Neuroscience of Psychological Therapies
August 28, 2006
The following volumes will be available in February 2007. They are being published by Cambridge University Press. I thought some members of ISPS would be very interested. The neuroimaging scans I have personally seen (only a few) post-psychological therapy, and those of published studies, all seem to be in the direction of lowered arousal, fear and anxiety (the data is inferential at this point, but highly suggestive). As some have suggested, like Bowlby, Fonagy, & Holmes, attachment may be the biological basis of psychotherapy and secure attachments can lead to better affect regulation and capacity to represent and integrate affective/interpersonal experiences.
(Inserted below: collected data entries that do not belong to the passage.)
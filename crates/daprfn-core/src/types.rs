//! JSON wire types exchanged with the sidecar.

use std::collections::HashMap;
use std::hash::{Hash, Hasher};

use bytes::Bytes;
use serde::{Deserialize, Serialize};
use serde_json::Value;

// ── Topic subscriptions ────────────────────────────────────────

/// A `(pubsub, topic, route)` triple advertised on `/dapr/subscribe`.
///
/// Pub/sub and topic names compare exactly; routes compare ASCII
/// case-insensitively because inbound routing is case-insensitive. The
/// route keeps its registered casing for display.
#[derive(Debug, Clone, Serialize, Deserialize)]
pub struct TopicSubscription {
    #[serde(rename = "pubsubname")]
    pub pubsub_name: String,
    pub topic: String,
    pub route: String,
}

impl TopicSubscription {
    pub fn new(
        pubsub_name: impl Into<String>,
        topic: impl Into<String>,
        route: impl Into<String>,
    ) -> Self {
        Self {
            pubsub_name: pubsub_name.into(),
            topic: topic.into(),
            route: route.into(),
        }
    }
}

impl PartialEq for TopicSubscription {
    fn eq(&self, other: &Self) -> bool {
        self.pubsub_name == other.pubsub_name
            && self.topic == other.topic
            && self.route.eq_ignore_ascii_case(&other.route)
    }
}

impl Eq for TopicSubscription {}

impl Hash for TopicSubscription {
    fn hash<H: Hasher>(&self, state: &mut H) {
        self.pubsub_name.hash(state);
        self.topic.hash(state);
        self.route.to_ascii_lowercase().hash(state);
    }
}

// ── Pub/sub envelope ───────────────────────────────────────────

/// CloudEvents envelope the sidecar wraps around every topic delivery.
///
/// Only the attributes this crate reads are typed; everything else lands
/// in `extensions` so the envelope round-trips intact.
#[derive(Debug, Clone, Default, PartialEq, Serialize, Deserialize)]
pub struct TopicEnvelope {
    #[serde(default, skip_serializing_if = "Option::is_none")]
    pub id: Option<String>,
    #[serde(default, skip_serializing_if = "Option::is_none")]
    pub source: Option<String>,
    #[serde(rename = "type", default, skip_serializing_if = "Option::is_none")]
    pub event_type: Option<String>,
    #[serde(default, skip_serializing_if = "Option::is_none")]
    pub specversion: Option<String>,
    #[serde(default, skip_serializing_if = "Option::is_none")]
    pub datacontenttype: Option<String>,
    #[serde(default, skip_serializing_if = "Option::is_none")]
    pub topic: Option<String>,
    #[serde(default, skip_serializing_if = "Option::is_none")]
    pub pubsubname: Option<String>,
    #[serde(default)]
    pub data: Value,
    #[serde(flatten)]
    pub extensions: HashMap<String, Value>,
}

/// Outbound publish request with optional routing overrides.
#[derive(Debug, Clone, PartialEq, Serialize, Deserialize)]
pub struct PubSubEvent {
    #[serde(rename = "pubsubname", default, skip_serializing_if = "Option::is_none")]
    pub pubsub_name: Option<String>,
    #[serde(default, skip_serializing_if = "Option::is_none")]
    pub topic: Option<String>,
    pub payload: Value,
}

impl PubSubEvent {
    pub fn new(payload: Value) -> Self {
        Self {
            pubsub_name: None,
            topic: None,
            payload,
        }
    }

    /// Fill in pub/sub and topic from defaults when the event does not name them.
    pub fn resolve_target<'a>(
        &'a self,
        default_pubsub: Option<&'a str>,
        default_topic: Option<&'a str>,
    ) -> Option<(&'a str, &'a str)> {
        let pubsub = self.pubsub_name.as_deref().or(default_pubsub)?;
        let topic = self.topic.as_deref().or(default_topic)?;
        Some((pubsub, topic))
    }
}

// ── State ──────────────────────────────────────────────────────

/// A state store entry, as saved or as read back.
#[derive(Debug, Clone, PartialEq, Serialize, Deserialize)]
pub struct StateRecord {
    pub key: String,
    #[serde(default)]
    pub value: Value,
    #[serde(default, skip_serializing_if = "Option::is_none")]
    pub etag: Option<String>,
    /// Raw response body when the record was read from the sidecar.
    #[serde(skip)]
    pub raw: Bytes,
}

impl StateRecord {
    pub fn new(key: impl Into<String>, value: Value) -> Self {
        Self {
            key: key.into(),
            value,
            etag: None,
            raw: Bytes::new(),
        }
    }

    pub fn with_etag(self, etag: impl Into<String>) -> Self {
        Self {
            etag: Some(etag.into()),
            ..self
        }
    }

    /// Build a record from a state read response.
    ///
    /// A body that is not JSON is kept as a JSON string so callers still
    /// see the value.
    pub fn from_response(key: impl Into<String>, raw: Bytes, etag: Option<String>) -> Self {
        let value = if raw.is_empty() {
            Value::Null
        } else {
            serde_json::from_slice(&raw)
                .unwrap_or_else(|_| Value::String(String::from_utf8_lossy(&raw).into_owned()))
        };
        Self {
            key: key.into(),
            value,
            etag,
            raw,
        }
    }

    /// Whether the sidecar returned no content for the key.
    pub fn is_empty(&self) -> bool {
        self.raw.is_empty() && self.value.is_null()
    }
}

// ── Output bindings ────────────────────────────────────────────

/// Message sent to an output binding.
#[derive(Debug, Clone, PartialEq, Serialize, Deserialize)]
pub struct BindingMessage {
    pub data: Value,
    #[serde(default, skip_serializing_if = "Option::is_none")]
    pub operation: Option<String>,
    #[serde(default, skip_serializing_if = "Option::is_none")]
    pub metadata: Option<HashMap<String, Value>>,
    /// Target binding; travels in the URL, not the body.
    #[serde(skip)]
    pub binding_name: Option<String>,
}

impl BindingMessage {
    pub fn new(data: Value) -> Self {
        Self {
            data,
            operation: None,
            metadata: None,
            binding_name: None,
        }
    }

    pub fn with_binding(self, name: impl Into<String>) -> Self {
        Self {
            binding_name: Some(name.into()),
            ..self
        }
    }

    pub fn with_operation(self, operation: impl Into<String>) -> Self {
        Self {
            operation: Some(operation.into()),
            ..self
        }
    }
}
//! Demo functions and the trigger declarations parsed from the command line.

use std::str::FromStr;

use daprfn_listener::{DestinationShape, Function, InvocationOutput, Trigger};
use tracing::info;

/// `--topic pubsub/topic[=route]`
#[derive(Debug, Clone, PartialEq, Eq)]
pub struct TopicArg {
    pub pubsub_name: String,
    pub topic: String,
    pub route: Option<String>,
}

impl TopicArg {
    pub fn trigger(&self) -> Trigger {
        let trigger = Trigger::topic(&self.pubsub_name, &self.topic);
        match &self.route {
            Some(route) => trigger.with_route(route),
            None => trigger,
        }
    }

    pub fn function_name(&self) -> String {
        format!("on-{}-{}", self.pubsub_name, self.topic)
    }
}

impl FromStr for TopicArg {
    type Err = String;

    fn from_str(s: &str) -> Result<Self, Self::Err> {
        let (target, route) = match s.split_once('=') {
            Some((target, route)) => (target, Some(route.trim())),
            None => (s, None),
        };
        let (pubsub_name, topic) = target
            .split_once('/')
            .ok_or_else(|| format!("expected PUBSUB/TOPIC[=ROUTE], got `{s}`"))?;

        let pubsub_name = pubsub_name.trim();
        let topic = topic.trim();
        if pubsub_name.is_empty() || topic.is_empty() {
            return Err(format!("pubsub and topic must not be empty in `{s}`"));
        }
        if route.is_some_and(str::is_empty) {
            return Err(format!("route must not be empty in `{s}`"));
        }

        Ok(Self {
            pubsub_name: pubsub_name.to_string(),
            topic: topic.to_string(),
            route: route.map(str::to_string),
        })
    }
}

/// Logs the request and echoes its JSON input back.
pub fn echo(name: impl Into<String>) -> Function {
    Function::new(name, DestinationShape::GenericJson, |ctx| async move {
        info!(
            function = %ctx.function,
            path = %ctx.uri.path(),
            bindings = ctx.binding_data.len(),
            "invoked"
        );
        Ok(ctx.value.as_json().cloned().map(InvocationOutput::Json))
    })
}

#[cfg(test)]
mod tests {
    use serde_json::json;

    use super::*;
    use daprfn_listener::InvocationValue;

    #[test]
    fn parses_topic_with_and_without_route() {
        let arg: TopicArg = "pubsub/orders".parse().unwrap();
        assert_eq!(arg.pubsub_name, "pubsub");
        assert_eq!(arg.topic, "orders");
        assert_eq!(arg.route, None);

        let arg: TopicArg = "pubsub/orders=/orders/created".parse().unwrap();
        assert_eq!(arg.route.as_deref(), Some("/orders/created"));
        assert_eq!(
            arg.trigger(),
            Trigger::topic("pubsub", "orders").with_route("/orders/created")
        );
    }

    #[test]
    fn rejects_malformed_topics() {
        assert!("orders".parse::<TopicArg>().is_err());
        assert!("/orders".parse::<TopicArg>().is_err());
        assert!("pubsub/".parse::<TopicArg>().is_err());
        assert!("pubsub/orders=".parse::<TopicArg>().is_err());
    }

    #[tokio::test]
    async fn echo_returns_input() {
        let output = echo("e")
            .call_with(InvocationValue::Json(json!({"a": 1})))
            .await
            .unwrap();
        match output {
            Some(InvocationOutput::Json(v)) => assert_eq!(v, json!({"a": 1})),
            other => panic!("unexpected output: {other:?}"),
        }
    }
}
For many psychoanalysts however, the crux is in helping the patient to have the capacity to establish secure attachments, for as we know attachment and emotional closeness can create strong feelings of anxiety and fears of abandonment (for more disturbed patients a literally kill-or-be-killed emotional atmosphere can emerge in the transference). This would involve, for PostKleinian psychoanalysts, a living through process (e.g., understanding enactments, containing & interpreting negative transferences, helping the patient to integrate pathological projective identifications, etc.) leading to a more integrated internal world and a lessening of paranoid anxieties (narcissism) and a greater capacity to tolerate depressive anxieties and guilt. For many of us, it also means that transgenerational traumas are named and understood. For Henri Rey, it is crucial that one's internal objects which are damaged (perhaps by one's dependency, hostility, etc. or by external traumas, transgenerational traumas, etc.) are symbolically repaired, so that the person can go on with her or his life.